Nowadays, you can’t just smoke and get away with it, can you? Actually, you can, in a way. The opening episodes of Mad Men hinged on an ad campaign for Lucky Strikes, and people smoked in that series as if it was going out of fashion. This may have indicated inner moral corruption, but golly, didn’t it look good? Smoking now expresses defiance, a snook cocked at authority. The recent adaptation of Len Deighton’s SS-GB had so much smoke in it that even I started coughing – and I’m a smoker. Shot as it was in half light, this made visual sense: smoke makes the murk in which the characters operate even murkier; and what better way to annoy a Nazi occupying your country – for Hitler hated cigarettes – than to smoke?
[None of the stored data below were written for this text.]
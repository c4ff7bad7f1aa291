//! Catalog Server - library catalog REST API

use std::net::SocketAddr;
use std::sync::Arc;
use std::time::Duration;

use anyhow::Context;
use sqlx::postgres::PgPoolOptions;
use tracing_subscriber::{layer::SubscriberExt, util::SubscriberInitExt};

use catalog_server::{
    api,
    config::{AppConfig, SessionBackend, StorageBackend},
    repository::{MemoryStore, Repository},
    services::{redis::RedisService, sessions::{MemorySessionStore, SessionStore}, Services},
    AppState,
};

#[tokio::main]
async fn main() -> anyhow::Result<()> {
    // Load environment variables from .env file
    dotenvy::dotenv().ok();

    let config = AppConfig::load().context("Failed to load configuration")?;

    // Initialize tracing
    let filter = tracing_subscriber::EnvFilter::try_from_default_env()
        .unwrap_or_else(|_| format!("catalog_server={},tower_http=debug", config.logging.level).into());

    let registry = tracing_subscriber::registry().with(filter);
    if config.logging.format == "json" {
        registry.with(tracing_subscriber::fmt::layer().json()).init();
    } else {
        registry.with(tracing_subscriber::fmt::layer()).init();
    }

    tracing::info!("Starting Catalog Server v{}", env!("CARGO_PKG_VERSION"));

    let repository = match config.storage.backend {
        StorageBackend::Postgres => {
            let pool = PgPoolOptions::new()
                .max_connections(config.database.max_connections)
                .min_connections(config.database.min_connections)
                .connect(&config.database.url)
                .await
                .context("Failed to connect to database")?;

            tracing::info!("Connected to database");

            sqlx::migrate!("./migrations")
                .run(&pool)
                .await
                .context("Failed to run database migrations")?;

            tracing::info!("Database migrations completed");
            Repository::new(pool)
        }
        StorageBackend::Memory => {
            tracing::warn!("Using in-memory catalog store, data is lost on exit");
            Repository::in_memory(Arc::new(MemoryStore::new()))
        }
    };

    let sessions: Arc<dyn SessionStore> = match config.session.backend {
        SessionBackend::Redis => {
            let redis = RedisService::new(&config.redis.url, config.session.ttl_seconds)
                .await
                .context("Failed to connect to Redis")?;
            tracing::info!("Connected to Redis");
            Arc::new(redis)
        }
        SessionBackend::Memory => Arc::new(MemorySessionStore::new(Duration::from_secs(
            config.session.ttl_seconds,
        ))),
    };

    let addr = SocketAddr::new(
        config.server.host.parse().context("Invalid host address")?,
        config.server.port,
    );

    let services = Services::new(repository, sessions, config.catalog.clone());
    let state = AppState {
        config: Arc::new(config),
        services: Arc::new(services),
    };

    let app = api::router(state);

    tracing::info!("Server listening on http://{}", addr);

    let listener = tokio::net::TcpListener::bind(addr).await?;
    axum::serve(listener, app).await?;

    Ok(())
}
As for the health risks of smoking (smoking being a lightning rod for righteous disdain), who’s going to care about living longer when you could be rounded up by the Gestapo?
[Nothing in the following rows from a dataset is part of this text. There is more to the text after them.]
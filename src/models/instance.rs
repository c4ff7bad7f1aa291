//! Book instance (physical copy) model and loan status

use chrono::NaiveDate;
use serde::{Deserialize, Serialize};
use sqlx::{Decode, Encode, FromRow, Postgres};
use utoipa::ToSchema;
use uuid::Uuid;

/// Availability of a single copy
#[derive(Debug, Clone, Copy, Default, PartialEq, Eq, Hash, Serialize, Deserialize, ToSchema)]
#[serde(rename_all = "snake_case")]
pub enum LoanStatus {
    #[default]
    Maintenance,
    OnLoan,
    Available,
    Reserved,
}

impl LoanStatus {
    pub const ALL: [LoanStatus; 4] = [
        LoanStatus::Maintenance,
        LoanStatus::OnLoan,
        LoanStatus::Available,
        LoanStatus::Reserved,
    ];

    /// Single-character code stored in the database
    pub fn code(&self) -> &'static str {
        match self {
            LoanStatus::Maintenance => "m",
            LoanStatus::OnLoan => "o",
            LoanStatus::Available => "a",
            LoanStatus::Reserved => "r",
        }
    }
}

impl std::fmt::Display for LoanStatus {
    fn fmt(&self, f: &mut std::fmt::Formatter<'_>) -> std::fmt::Result {
        let label = match self {
            LoanStatus::Maintenance => "Maintenance",
            LoanStatus::OnLoan => "On loan",
            LoanStatus::Available => "Available",
            LoanStatus::Reserved => "Reserved",
        };
        f.write_str(label)
    }
}

impl std::str::FromStr for LoanStatus {
    type Err = String;

    fn from_str(s: &str) -> Result<Self, Self::Err> {
        match s {
            "m" => Ok(LoanStatus::Maintenance),
            "o" => Ok(LoanStatus::OnLoan),
            "a" => Ok(LoanStatus::Available),
            "r" => Ok(LoanStatus::Reserved),
            _ => Err(format!("Invalid loan status code: {}", s)),
        }
    }
}

// SQLx conversion for LoanStatus (stored as its one-letter code)
impl sqlx::Type<Postgres> for LoanStatus {
    fn type_info() -> sqlx::postgres::PgTypeInfo {
        <String as sqlx::Type<Postgres>>::type_info()
    }
}

impl<'r> Decode<'r, Postgres> for LoanStatus {
    fn decode(value: sqlx::postgres::PgValueRef<'r>) -> Result<Self, sqlx::error::BoxDynError> {
        let s: String = Decode::<Postgres>::decode(value)?;
        s.parse().map_err(|e: String| e.into())
    }
}

impl Encode<'_, Postgres> for LoanStatus {
    fn encode_by_ref(&self, buf: &mut sqlx::postgres::PgArgumentBuffer) -> sqlx::encode::IsNull {
        <&str as Encode<Postgres>>::encode(self.code(), buf)
    }
}

/// A borrowable copy of a book
#[derive(Debug, Clone, Serialize, Deserialize, FromRow, ToSchema)]
pub struct BookInstance {
    pub id: Uuid,
    pub book_id: i32,
    pub imprint: String,
    pub due_back: Option<NaiveDate>,
    pub status: LoanStatus,
    /// Set while the copy is on loan
    pub borrower_id: Option<i32>,
}

/// A copy currently on loan, as shown in loan listings
#[derive(Debug, Clone, Serialize, Deserialize, FromRow, ToSchema)]
pub struct LoanedInstance {
    pub id: Uuid,
    pub book_id: i32,
    pub book_title: String,
    pub imprint: String,
    pub due_back: Option<NaiveDate>,
    pub status: LoanStatus,
    pub borrower_id: Option<i32>,
    #[sqlx(skip)]
    #[serde(default)]
    pub is_overdue: bool,
}

impl LoanedInstance {
    /// Past its due date as of `today`; undated loans are never overdue
    pub fn is_overdue_on(&self, today: NaiveDate) -> bool {
        self.due_back.map_or(false, |d| today > d)
    }
}

/// Renewal form: a single required date field
#[derive(Debug, Clone, Default, Serialize, Deserialize, ToSchema)]
pub struct RenewalForm {
    /// Proposed new due date (YYYY-MM-DD)
    #[serde(default)]
    pub renewal_date: Option<NaiveDate>,
}

/// Renewal form as presented before submission
#[derive(Debug, Clone, Serialize, ToSchema)]
pub struct RenewalFormView {
    pub instance: BookInstance,
    pub form: RenewalForm,
}

#[cfg(test)]
mod tests {
    use super::*;

    #[test]
    fn status_codes_parse_back() {
        for status in LoanStatus::ALL {
            assert_eq!(status.code().parse::<LoanStatus>().unwrap(), status);
        }
        assert!("x".parse::<LoanStatus>().is_err());
        assert!("O".parse::<LoanStatus>().is_err());
    }

    #[test]
    fn new_copies_start_in_maintenance() {
        assert_eq!(LoanStatus::default(), LoanStatus::Maintenance);
    }

    #[test]
    fn overdue_only_after_due_date() {
        let due = NaiveDate::from_ymd_opt(2024, 3, 10).unwrap();
        let loan = LoanedInstance {
            id: Uuid::new_v4(),
            book_id: 1,
            book_title: "Dune".to_string(),
            imprint: "Penguin, 1999".to_string(),
            due_back: Some(due),
            status: LoanStatus::OnLoan,
            borrower_id: Some(4),
            is_overdue: false,
        };
        assert!(!loan.is_overdue_on(due));
        assert!(loan.is_overdue_on(due.succ_opt().unwrap()));

        let undated = LoanedInstance { due_back: None, ..loan };
        assert!(!undated.is_overdue_on(due));
    }
}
The most famous smoker in literature is Sherlock Holmes. (Although one would like to acknowledge PG Wodehouse’s Bertie Wooster, who appears to chain smoke his way through the Jeeves stories, often, if memory serves, starting even before breakfast; certainly, his post-breakfast cigarettes are an unbreakable ritual for him.) Holmes, in the books, would get through three pipefuls of cheap, nasty shag tobacco if he was wrestling with a particularly knotty case; but he also smoked cigarettes, a fact ignored by every portrayal of the detective until Jeremy Brett’s unimprovable rendition; I can still recall the weird, fastidious way in which he held his gaspers. (Compare the unusual way in which Austro-Germans would hold their cigarettes, whether you’re Erich von Stroheim in real life, or, on film, any of the non-British officers in the earlier scenes of The Life and Death of Colonel Blimp. Nothing visually says “foreign” quite so much as a cigarette held between the middle and third fingers.)
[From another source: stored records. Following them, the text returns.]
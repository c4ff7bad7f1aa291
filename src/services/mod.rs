//! Business logic services

pub mod catalog;
pub mod dashboard;
pub mod loans;
pub mod redis;
pub mod renewal;
pub mod sessions;

use std::sync::Arc;

use crate::{config::CatalogConfig, repository::Repository};

/// Container for all services
#[derive(Clone)]
pub struct Services {
    pub catalog: catalog::CatalogService,
    pub dashboard: dashboard::DashboardService,
    pub loans: loans::LoansService,
    pub renewal: renewal::RenewalService,
}

impl Services {
    /// Create all services with the given repository and session store
    pub fn new(
        repository: Repository,
        sessions: Arc<dyn sessions::SessionStore>,
        catalog_config: CatalogConfig,
    ) -> Self {
        Self {
            catalog: catalog::CatalogService::new(repository.clone()),
            dashboard: dashboard::DashboardService::new(
                repository.clone(),
                sessions,
                catalog_config.title_word,
            ),
            loans: loans::LoansService::new(repository.clone()),
            renewal: renewal::RenewalService::new(repository),
        }
    }
}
Benedict Cumberbatch had fun with his nicotine patches – “this is a three-patch problem”, etc – but you can see how he could not quite be allowed to smoke an actual cigarette. His not-actually-smoking Holmes can, in the very exercise of withdrawal, be seen to be undergoing an extra torment, a further tension for an already tense persona. But there is an interesting point about the smoking ban in relation to films in which we do see real people smoking real cigarettes in banned spaces. The ability of actors to smoke in films and on TV is among a short list of exemptions under the 2006 Health Act that instituted the ban. Screen inhalation now gives the habit a charge it never had.